### Data supplied

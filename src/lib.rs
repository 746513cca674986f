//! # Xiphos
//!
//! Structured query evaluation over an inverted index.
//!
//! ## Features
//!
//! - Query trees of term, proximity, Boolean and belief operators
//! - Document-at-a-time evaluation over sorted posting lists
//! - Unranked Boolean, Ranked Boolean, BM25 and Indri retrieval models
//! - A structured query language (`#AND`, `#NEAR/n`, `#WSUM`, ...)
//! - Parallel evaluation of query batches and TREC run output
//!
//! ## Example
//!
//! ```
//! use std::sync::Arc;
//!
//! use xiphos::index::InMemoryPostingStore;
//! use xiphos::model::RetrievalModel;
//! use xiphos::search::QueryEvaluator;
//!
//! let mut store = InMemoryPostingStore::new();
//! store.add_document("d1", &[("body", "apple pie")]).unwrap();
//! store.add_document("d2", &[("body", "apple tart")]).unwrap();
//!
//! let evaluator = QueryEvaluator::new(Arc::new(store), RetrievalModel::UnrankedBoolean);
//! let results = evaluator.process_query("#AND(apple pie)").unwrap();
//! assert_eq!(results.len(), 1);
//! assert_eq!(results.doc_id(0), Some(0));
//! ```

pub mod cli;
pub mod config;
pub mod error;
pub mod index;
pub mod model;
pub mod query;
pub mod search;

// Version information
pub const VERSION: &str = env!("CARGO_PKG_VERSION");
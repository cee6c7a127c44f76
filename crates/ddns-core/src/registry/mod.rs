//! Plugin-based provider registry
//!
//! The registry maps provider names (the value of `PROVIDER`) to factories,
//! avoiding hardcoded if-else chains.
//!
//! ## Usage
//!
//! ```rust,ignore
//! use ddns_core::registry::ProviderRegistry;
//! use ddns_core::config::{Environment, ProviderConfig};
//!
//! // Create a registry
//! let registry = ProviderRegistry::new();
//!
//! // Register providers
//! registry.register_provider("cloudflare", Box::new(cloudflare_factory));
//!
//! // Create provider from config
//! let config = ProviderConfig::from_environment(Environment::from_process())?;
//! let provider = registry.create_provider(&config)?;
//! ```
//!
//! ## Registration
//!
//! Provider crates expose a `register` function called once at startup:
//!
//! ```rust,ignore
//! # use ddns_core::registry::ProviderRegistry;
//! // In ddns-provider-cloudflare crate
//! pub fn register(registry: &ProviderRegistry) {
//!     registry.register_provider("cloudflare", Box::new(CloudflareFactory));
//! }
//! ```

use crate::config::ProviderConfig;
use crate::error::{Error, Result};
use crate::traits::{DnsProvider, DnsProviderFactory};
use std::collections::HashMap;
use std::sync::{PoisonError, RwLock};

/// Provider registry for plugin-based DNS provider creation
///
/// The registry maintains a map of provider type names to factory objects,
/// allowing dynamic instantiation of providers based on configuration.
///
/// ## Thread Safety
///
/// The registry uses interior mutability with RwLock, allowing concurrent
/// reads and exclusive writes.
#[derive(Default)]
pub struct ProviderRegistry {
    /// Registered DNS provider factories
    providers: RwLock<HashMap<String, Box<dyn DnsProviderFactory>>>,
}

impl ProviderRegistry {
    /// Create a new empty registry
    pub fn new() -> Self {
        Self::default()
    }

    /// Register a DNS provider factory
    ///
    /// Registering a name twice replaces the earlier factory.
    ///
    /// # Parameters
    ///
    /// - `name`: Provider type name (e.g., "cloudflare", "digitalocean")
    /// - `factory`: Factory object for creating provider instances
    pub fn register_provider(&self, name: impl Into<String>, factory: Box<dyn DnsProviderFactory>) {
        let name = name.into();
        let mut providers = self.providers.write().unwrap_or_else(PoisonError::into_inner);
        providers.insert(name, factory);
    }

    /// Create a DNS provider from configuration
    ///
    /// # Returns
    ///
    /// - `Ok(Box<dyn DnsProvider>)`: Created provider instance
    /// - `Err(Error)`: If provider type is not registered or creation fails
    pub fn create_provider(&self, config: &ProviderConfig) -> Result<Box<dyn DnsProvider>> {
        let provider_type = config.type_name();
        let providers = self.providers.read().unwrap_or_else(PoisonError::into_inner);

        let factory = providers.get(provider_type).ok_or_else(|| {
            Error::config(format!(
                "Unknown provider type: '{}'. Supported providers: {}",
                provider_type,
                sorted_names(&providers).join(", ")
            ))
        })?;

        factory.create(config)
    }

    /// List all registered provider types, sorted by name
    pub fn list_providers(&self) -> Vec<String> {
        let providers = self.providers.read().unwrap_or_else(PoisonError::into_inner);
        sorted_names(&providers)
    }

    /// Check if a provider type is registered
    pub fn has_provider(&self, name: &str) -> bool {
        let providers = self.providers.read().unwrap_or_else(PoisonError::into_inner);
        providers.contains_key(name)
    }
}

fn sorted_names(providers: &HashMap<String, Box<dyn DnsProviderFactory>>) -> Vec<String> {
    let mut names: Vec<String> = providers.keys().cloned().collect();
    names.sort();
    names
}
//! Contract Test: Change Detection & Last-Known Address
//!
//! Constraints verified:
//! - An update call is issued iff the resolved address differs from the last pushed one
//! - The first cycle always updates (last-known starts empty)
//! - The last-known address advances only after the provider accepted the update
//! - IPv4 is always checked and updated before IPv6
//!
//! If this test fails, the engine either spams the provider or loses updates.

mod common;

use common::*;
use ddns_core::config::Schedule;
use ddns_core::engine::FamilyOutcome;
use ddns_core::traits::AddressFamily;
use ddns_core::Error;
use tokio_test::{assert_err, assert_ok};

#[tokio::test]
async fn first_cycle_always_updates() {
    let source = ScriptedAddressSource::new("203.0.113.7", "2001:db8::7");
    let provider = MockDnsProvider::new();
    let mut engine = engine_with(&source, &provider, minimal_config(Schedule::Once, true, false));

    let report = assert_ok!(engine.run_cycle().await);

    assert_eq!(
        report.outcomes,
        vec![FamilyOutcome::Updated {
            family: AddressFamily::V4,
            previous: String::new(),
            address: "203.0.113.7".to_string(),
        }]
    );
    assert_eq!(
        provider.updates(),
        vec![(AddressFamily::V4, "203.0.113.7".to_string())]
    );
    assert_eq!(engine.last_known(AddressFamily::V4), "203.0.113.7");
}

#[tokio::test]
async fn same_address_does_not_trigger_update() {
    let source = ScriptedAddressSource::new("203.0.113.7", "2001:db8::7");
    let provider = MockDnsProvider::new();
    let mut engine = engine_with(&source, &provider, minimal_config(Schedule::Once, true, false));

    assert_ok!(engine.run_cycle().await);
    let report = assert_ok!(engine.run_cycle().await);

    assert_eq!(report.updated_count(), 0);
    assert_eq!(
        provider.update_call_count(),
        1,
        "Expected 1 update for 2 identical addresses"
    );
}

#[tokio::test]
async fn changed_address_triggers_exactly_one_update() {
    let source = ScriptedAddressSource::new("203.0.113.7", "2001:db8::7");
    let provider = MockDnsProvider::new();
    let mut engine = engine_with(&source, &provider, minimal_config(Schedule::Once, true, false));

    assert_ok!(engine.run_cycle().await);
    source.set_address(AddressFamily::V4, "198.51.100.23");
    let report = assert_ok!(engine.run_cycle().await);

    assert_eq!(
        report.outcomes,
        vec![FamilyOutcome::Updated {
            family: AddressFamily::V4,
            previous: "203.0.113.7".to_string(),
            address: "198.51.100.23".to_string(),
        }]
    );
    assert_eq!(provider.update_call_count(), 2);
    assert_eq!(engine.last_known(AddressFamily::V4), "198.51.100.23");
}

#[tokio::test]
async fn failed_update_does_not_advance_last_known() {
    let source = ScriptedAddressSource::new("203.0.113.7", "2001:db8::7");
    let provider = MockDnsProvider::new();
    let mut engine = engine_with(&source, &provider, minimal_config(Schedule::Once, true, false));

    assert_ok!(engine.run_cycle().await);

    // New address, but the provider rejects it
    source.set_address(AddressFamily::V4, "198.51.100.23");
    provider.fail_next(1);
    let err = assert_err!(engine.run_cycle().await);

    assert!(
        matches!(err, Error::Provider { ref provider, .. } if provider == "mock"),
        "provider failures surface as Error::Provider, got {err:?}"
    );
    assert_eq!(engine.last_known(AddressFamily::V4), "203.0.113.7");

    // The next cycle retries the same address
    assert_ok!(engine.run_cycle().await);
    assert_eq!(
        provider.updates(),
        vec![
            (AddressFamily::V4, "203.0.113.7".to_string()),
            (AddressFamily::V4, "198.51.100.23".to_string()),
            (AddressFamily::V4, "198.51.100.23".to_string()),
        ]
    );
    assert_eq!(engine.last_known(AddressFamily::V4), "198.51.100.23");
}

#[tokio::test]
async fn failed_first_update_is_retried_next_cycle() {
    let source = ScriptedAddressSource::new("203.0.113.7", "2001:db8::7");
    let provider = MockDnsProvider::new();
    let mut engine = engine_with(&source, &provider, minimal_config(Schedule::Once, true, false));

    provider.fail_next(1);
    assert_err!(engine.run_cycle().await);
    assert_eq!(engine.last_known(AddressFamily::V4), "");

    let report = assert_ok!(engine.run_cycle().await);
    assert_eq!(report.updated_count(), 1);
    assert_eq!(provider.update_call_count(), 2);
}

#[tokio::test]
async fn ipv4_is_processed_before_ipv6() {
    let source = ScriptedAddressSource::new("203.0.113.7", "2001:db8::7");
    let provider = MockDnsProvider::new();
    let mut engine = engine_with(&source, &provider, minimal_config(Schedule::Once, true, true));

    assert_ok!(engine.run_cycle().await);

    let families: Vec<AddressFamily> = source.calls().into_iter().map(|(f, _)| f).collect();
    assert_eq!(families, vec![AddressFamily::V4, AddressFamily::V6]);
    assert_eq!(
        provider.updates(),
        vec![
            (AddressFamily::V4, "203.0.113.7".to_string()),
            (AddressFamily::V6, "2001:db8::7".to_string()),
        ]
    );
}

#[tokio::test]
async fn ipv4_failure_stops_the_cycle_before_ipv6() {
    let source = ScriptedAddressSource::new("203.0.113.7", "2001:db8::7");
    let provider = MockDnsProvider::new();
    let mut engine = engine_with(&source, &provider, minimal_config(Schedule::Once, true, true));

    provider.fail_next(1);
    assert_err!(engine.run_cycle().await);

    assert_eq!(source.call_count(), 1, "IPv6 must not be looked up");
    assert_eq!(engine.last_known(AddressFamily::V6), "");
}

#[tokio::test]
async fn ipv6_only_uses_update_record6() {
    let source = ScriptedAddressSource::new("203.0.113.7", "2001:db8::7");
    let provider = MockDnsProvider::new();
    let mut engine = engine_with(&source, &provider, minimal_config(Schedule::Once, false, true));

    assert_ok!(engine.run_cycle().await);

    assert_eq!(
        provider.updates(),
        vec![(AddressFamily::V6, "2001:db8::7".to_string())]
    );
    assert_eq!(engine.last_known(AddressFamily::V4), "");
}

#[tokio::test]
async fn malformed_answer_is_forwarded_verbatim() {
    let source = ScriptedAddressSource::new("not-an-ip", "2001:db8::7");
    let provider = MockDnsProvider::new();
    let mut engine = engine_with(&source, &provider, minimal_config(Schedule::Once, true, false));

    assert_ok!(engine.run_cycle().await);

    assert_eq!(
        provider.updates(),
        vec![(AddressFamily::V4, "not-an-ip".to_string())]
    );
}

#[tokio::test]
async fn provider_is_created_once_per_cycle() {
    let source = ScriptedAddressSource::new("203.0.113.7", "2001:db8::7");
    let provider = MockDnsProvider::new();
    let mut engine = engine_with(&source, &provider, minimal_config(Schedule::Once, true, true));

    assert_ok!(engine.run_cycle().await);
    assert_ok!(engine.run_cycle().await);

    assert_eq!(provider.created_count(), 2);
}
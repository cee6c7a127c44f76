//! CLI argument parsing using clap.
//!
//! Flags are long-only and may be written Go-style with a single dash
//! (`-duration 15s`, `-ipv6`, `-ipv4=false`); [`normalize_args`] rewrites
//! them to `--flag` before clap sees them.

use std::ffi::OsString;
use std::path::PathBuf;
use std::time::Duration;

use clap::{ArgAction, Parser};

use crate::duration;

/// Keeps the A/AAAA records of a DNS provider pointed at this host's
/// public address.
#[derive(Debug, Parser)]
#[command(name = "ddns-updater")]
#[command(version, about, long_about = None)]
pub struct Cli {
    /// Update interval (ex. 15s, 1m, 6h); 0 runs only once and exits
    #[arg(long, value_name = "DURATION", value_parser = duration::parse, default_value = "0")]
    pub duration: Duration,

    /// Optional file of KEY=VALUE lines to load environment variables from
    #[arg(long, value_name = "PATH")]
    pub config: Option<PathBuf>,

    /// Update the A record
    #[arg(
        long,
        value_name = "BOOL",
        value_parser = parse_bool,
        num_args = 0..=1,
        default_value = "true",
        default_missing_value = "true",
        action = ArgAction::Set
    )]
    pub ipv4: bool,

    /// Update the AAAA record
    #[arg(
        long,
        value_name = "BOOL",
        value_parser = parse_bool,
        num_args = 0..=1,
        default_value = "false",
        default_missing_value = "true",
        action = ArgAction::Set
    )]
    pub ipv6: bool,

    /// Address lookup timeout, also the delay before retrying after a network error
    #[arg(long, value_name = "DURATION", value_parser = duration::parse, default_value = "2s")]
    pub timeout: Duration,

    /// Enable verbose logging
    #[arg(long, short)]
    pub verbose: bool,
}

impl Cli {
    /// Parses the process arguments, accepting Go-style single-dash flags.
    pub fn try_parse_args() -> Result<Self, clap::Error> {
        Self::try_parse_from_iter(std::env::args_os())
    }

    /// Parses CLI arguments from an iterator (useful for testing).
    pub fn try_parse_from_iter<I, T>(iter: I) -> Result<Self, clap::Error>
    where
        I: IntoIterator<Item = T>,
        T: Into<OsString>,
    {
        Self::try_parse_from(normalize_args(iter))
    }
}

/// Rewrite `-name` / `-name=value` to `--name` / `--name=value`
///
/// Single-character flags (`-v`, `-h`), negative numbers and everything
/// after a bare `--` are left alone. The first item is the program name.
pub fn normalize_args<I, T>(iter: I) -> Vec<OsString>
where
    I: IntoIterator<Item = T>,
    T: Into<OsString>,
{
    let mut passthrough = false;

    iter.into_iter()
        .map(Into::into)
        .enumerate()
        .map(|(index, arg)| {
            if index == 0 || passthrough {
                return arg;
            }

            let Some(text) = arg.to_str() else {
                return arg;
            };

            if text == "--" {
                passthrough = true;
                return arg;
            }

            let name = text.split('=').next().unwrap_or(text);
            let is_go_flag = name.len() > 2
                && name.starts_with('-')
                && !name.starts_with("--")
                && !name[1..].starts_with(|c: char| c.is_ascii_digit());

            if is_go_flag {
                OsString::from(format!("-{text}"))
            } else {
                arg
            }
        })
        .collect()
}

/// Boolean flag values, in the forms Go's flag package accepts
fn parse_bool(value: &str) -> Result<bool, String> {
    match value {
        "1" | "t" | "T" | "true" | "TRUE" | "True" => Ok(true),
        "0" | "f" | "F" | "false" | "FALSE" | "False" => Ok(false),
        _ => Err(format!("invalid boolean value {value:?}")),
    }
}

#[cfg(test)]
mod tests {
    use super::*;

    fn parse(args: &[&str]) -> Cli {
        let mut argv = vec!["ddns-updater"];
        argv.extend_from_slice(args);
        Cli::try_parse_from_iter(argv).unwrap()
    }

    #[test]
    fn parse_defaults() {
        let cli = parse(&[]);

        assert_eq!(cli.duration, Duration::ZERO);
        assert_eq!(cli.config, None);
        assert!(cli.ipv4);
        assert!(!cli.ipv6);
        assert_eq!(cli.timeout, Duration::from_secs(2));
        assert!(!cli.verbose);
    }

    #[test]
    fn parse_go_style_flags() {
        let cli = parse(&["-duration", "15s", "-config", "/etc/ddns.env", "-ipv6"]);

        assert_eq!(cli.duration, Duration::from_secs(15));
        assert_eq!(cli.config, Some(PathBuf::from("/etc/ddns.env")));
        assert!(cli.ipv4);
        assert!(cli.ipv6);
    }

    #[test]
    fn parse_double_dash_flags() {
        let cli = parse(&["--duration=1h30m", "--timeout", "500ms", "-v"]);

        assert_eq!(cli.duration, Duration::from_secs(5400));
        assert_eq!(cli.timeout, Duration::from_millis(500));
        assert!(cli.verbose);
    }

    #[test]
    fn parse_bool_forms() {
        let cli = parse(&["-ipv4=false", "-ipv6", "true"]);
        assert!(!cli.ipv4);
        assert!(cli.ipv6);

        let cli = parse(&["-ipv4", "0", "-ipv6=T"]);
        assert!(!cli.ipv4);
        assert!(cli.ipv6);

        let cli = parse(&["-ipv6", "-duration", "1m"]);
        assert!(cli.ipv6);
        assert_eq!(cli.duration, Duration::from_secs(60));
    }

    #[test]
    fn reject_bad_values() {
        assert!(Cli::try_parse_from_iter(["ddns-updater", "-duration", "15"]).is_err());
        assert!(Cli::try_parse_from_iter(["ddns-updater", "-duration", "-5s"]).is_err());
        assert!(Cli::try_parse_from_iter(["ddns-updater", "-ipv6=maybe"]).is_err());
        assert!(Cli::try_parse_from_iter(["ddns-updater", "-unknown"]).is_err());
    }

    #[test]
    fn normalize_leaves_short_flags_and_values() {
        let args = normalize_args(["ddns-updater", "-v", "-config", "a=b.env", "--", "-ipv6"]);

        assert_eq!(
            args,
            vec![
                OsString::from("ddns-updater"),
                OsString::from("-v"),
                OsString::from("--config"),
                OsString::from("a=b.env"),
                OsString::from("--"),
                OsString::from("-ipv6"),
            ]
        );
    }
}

######

• _What the task asks_: Select and copy every line of the listing with the word "based".

• _Output of the exercise_:
//! Plugin-based provider registry
/// Provider registry for plugin-based DNS provider creation
/// allowing dynamic instantiation of providers based on configuration.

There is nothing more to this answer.